Zyklische Analyse: Sehen wir uns an, was einige Indikatoren aus dem Markt für implizite Volatilität und Optionen über den weltweit wichtigsten Markt, die USA, aussagen können.


Vervielfältigung in jeglicher Form, auch teilweise, untersagt

Wir beginnen mit dem klassischen Indikator für die implizite Volatilität, dem VIX (Tagesdaten ab Juni 2024 bis zum Nachmittag des 19. September):

Dieser Indikator verhält sich klassisch konträr zum S&P500 Index und bildet insbesondere sehr ausgeprägte Höchststände an den Tiefpunkten des Marktes, wie aus der Grafik leicht ersichtlich ist; deshalb wird er auch „Angstindex“ genannt.
In diesem Jahr erreichte der VIX am 8. April einen signifikanten Höchststand (siehe blauer Pfeil) mit Werten bei fast 52 Punkten; so hohe Werte waren seit März 2020 nicht mehr zu sehen. Das letzte nennenswerte VIX-Hoch wurde am 1. August erreicht (siehe türkiser Pfeil), zeitgleich mit einem nicht besonders ausgeprägten Tiefstand des S&P500 (siehe roter Pfeil).
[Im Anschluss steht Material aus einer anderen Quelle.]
//! Tag corpus construction
//!
//! Turns raw per-movie metadata fields into normalized token sequences, one
//! column per feature family, aligned 1:1 with catalog row order. Building
//! is pure and deterministic: the same catalog always yields byte-identical
//! columns.

use std::fmt;

use serde::{Deserialize, Serialize};

use crate::catalog::{Catalog, MovieRecord};
use crate::text;

/// Feature families that get their own similarity matrix
#[derive(Debug, Clone, Copy, PartialEq, Eq, Serialize, Deserialize)]
#[serde(rename_all = "lowercase")]
pub enum Feature {
    Tags,
    Genres,
    Keywords,
    Cast,
    Companies,
}

impl Feature {
    pub const ALL: [Feature; 5] = [
        Feature::Tags,
        Feature::Genres,
        Feature::Keywords,
        Feature::Cast,
        Feature::Companies,
    ];

    pub fn as_str(&self) -> &'static str {
        match self {
            Feature::Tags => "tags",
            Feature::Genres => "genres",
            Feature::Keywords => "keywords",
            Feature::Cast => "cast",
            Feature::Companies => "companies",
        }
    }
}

impl fmt::Display for Feature {
    fn fmt(&self, f: &mut fmt::Formatter<'_>) -> fmt::Result {
        f.write_str(self.as_str())
    }
}

/// Normalized token columns, row i describes catalog row i
#[derive(Debug, Clone, Default, PartialEq, Serialize, Deserialize)]
pub struct TagCorpus {
    pub tags: Vec<String>,
    pub genres: Vec<String>,
    pub keywords: Vec<String>,
    pub cast: Vec<String>,
    pub companies: Vec<String>,
}

impl TagCorpus {
    pub fn column(&self, feature: Feature) -> &[String] {
        match feature {
            Feature::Tags => &self.tags,
            Feature::Genres => &self.genres,
            Feature::Keywords => &self.keywords,
            Feature::Cast => &self.cast,
            Feature::Companies => &self.companies,
        }
    }

    pub fn len(&self) -> usize {
        self.tags.len()
    }

    pub fn is_empty(&self) -> bool {
        self.tags.is_empty()
    }
}

/// Build all corpus columns for a catalog
#[tracing::instrument(skip(catalog), fields(rows = catalog.len()))]
pub fn build_corpus(catalog: &Catalog) -> TagCorpus {
    let mut corpus = TagCorpus::default();
    for record in catalog.records() {
        corpus.tags.push(row_tags(record));
        corpus.genres.push(squash_join(&record.genres));
        corpus.keywords.push(row_keywords(record));
        corpus.cast.push(squash_join(&record.top_cast));
        corpus
            .companies
            .push(squash_join(&record.production_companies));
    }
    corpus
}

/// The combined tags column: overview + genres + keywords + cast + director.
///
/// Overview and keyword tokens are stemmed; entity names (genres, cast,
/// director) are squashed into single tokens and left unstemmed.
fn row_tags(record: &MovieRecord) -> String {
    let mut tokens = Vec::new();
    for word in record.overview.split_whitespace() {
        tokens.push(text::stem(word));
    }
    for genre in &record.genres {
        tokens.push(text::squash(genre));
    }
    for keyword in &record.keywords {
        tokens.push(text::stem(&text::squash(keyword)));
    }
    for name in &record.top_cast {
        tokens.push(text::squash(name));
    }
    if let Some(director) = &record.director {
        tokens.push(text::squash(director));
    }
    finish(tokens)
}

fn row_keywords(record: &MovieRecord) -> String {
    let tokens = record
        .keywords
        .iter()
        .map(|k| text::stem(&text::squash(k)))
        .collect();
    finish(tokens)
}

/// Entity-name columns: squashed, lowercased, space-joined, no filtering
fn squash_join(names: &[String]) -> String {
    names
        .iter()
        .map(|n| text::squash(n))
        .collect::<Vec<_>>()
        .join(" ")
}

/// Shared tail of tag normalization: lowercase, drop stop words and short
/// tokens, strip punctuation, join with single spaces
fn finish(tokens: Vec<String>) -> String {
    let mut kept = Vec::with_capacity(tokens.len());
    for token in tokens {
        let token = token.to_lowercase();
        if text::is_stop_word(&token) {
            continue;
        }
        if token.chars().count() <= 2 {
            continue;
        }
        let token = text::strip_punctuation(&token);
        if token.is_empty() {
            continue;
        }
        kept.push(token);
    }
    kept.join(" ")
}

#[cfg(test)]
mod tests {
    use super::*;
    use crate::catalog::{test_record, MovieDetails};

    fn catalog_of(records: Vec<MovieRecord>) -> Catalog {
        let details = vec![MovieDetails::default(); records.len()];
        Catalog::new(records, details)
    }

    #[test]
    fn test_corpus_aligned_with_catalog() {
        let catalog = catalog_of(vec![
            test_record(1, "A", "space adventure"),
            test_record(2, "B", "romantic dinner"),
        ]);
        let corpus = build_corpus(&catalog);
        assert_eq!(corpus.len(), catalog.len());
        for feature in Feature::ALL {
            assert_eq!(corpus.column(feature).len(), catalog.len());
        }
    }

    #[test]
    fn test_tags_combine_all_fields() {
        let mut record = test_record(1, "Avatar", "Marines explore distant moons");
        record.genres = vec!["Science Fiction".to_string()];
        record.keywords = vec!["space war".to_string()];
        record.top_cast = vec!["Sam Worthington".to_string()];
        record.director = Some("James Cameron".to_string());

        let corpus = build_corpus(&catalog_of(vec![record]));
        let tags = &corpus.tags[0];

        // Stemmed overview tokens
        assert!(tags.contains("marin"));
        assert!(tags.contains("explor"));
        // Squashed entity names
        assert!(tags.contains("sciencefiction"));
        assert!(tags.contains("spacewar"));
        assert!(tags.contains("samworthington"));
        assert!(tags.contains("jamescameron"));
    }

    #[test]
    fn test_stop_words_and_short_tokens_dropped() {
        let record = t_record_with_overview("The ox fled to a bog");
        let corpus = build_corpus(&catalog_of(vec![record]));
        // "the", "to", "a" are stop words; "ox" is too short
        assert_eq!(corpus.tags[0], "fled bog");
    }

    #[test]
    fn test_punctuation_stripped() {
        let record = t_record_with_overview("sci-fi masterpiece, truly unforgettable!");
        let corpus = build_corpus(&catalog_of(vec![record]));
        assert!(corpus.tags[0].contains("scifi"));
        assert!(!corpus.tags[0].contains('!'));
        assert!(!corpus.tags[0].contains(','));
    }

    #[test]
    fn test_missing_fields_contribute_nothing() {
        let record = test_record(1, "Bare", "");
        let corpus = build_corpus(&catalog_of(vec![record]));
        assert_eq!(corpus.tags[0], "");
        assert_eq!(corpus.genres[0], "");
        assert_eq!(corpus.cast[0], "");
    }

    #[test]
    fn test_deterministic() {
        let mut record = test_record(1, "Avatar", "Marines explore distant moons");
        record.genres = vec!["Action".to_string(), "Adventure".to_string()];
        record.keywords = vec!["culture clash".to_string(), "future".to_string()];
        let catalog = catalog_of(vec![record]);

        let first = build_corpus(&catalog);
        let second = build_corpus(&catalog);
        assert_eq!(first, second);
    }

    fn t_record_with_overview(overview: &str) -> MovieRecord {
        test_record(1, "T", overview)
    }
}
Seit Mitte August bewegt sich der VIX auf rather niedrigen Niveaus und unter seinem langfristigen Durchschnitt. Um Anzeichen von Spannungen an den Märkten zu erkennen, müsste der VIX zumindest die Schwelle von 20 Punkten überschreiten.

Sehen wir uns auch einen anderen Stimmungsindikator an, der mit der Volatilität verbunden ist: die Grafik des VVIX (Tagesdaten):

Der VVIX-Index bezieht sich auf die Volatilität des VIX-Index, auf den mit Futures und Optionen gehandelt werden kann. Der VVIX-Index hat ähnliche Eigenschaften wie der VIX, kann aber ein Verstärker der Volatilität und manchmal ein Frühindikator sein.
Auch hier bildete der VVIX am 8. April einen hohen Peak (siehe blauer Pfeil), zeitgleich mit dem Tiefstand des S&P500. In jüngerer Zeit erreichte der VVIX am 1. August ein Hoch. Die Ähnlichkeiten mit der VIX-Grafik sind bemerkenswert. Es gibt einen offensichtlichen Unterschied: Der VVIX bewegt sich um seinen langfristigen Durchschnitt, das heißt, er ist nicht auf Werte gesunken, die eine größere „Gelassenheit“ signalisieren.

An dieser Stelle bleibt noch, das Verhältnis VVIX/VIX zu betrachten:

Ohne zu sehr auf die Details dieses Indikators einzugehen, liefert er oft Bestätigungen oder Widerlegungen für potenzielle Wendepunkte. Wie zu sehen ist, gab es am 7.-8. April ein Tief dieses Indikators (siehe blauer Pfeil), der dann stieg. Seit dem Höchststand am 13. August ist er jedoch rückläufig (siehe gepunktete türkise Linie). Dies ist eine klare Divergenz im Vergleich zum Aufwärtstrend des S&P500 und deutet auf deutliche Bedenken hinsichtlich der Nachhaltigkeit des aktuellen Aufwärtstrends des S&P500 hin.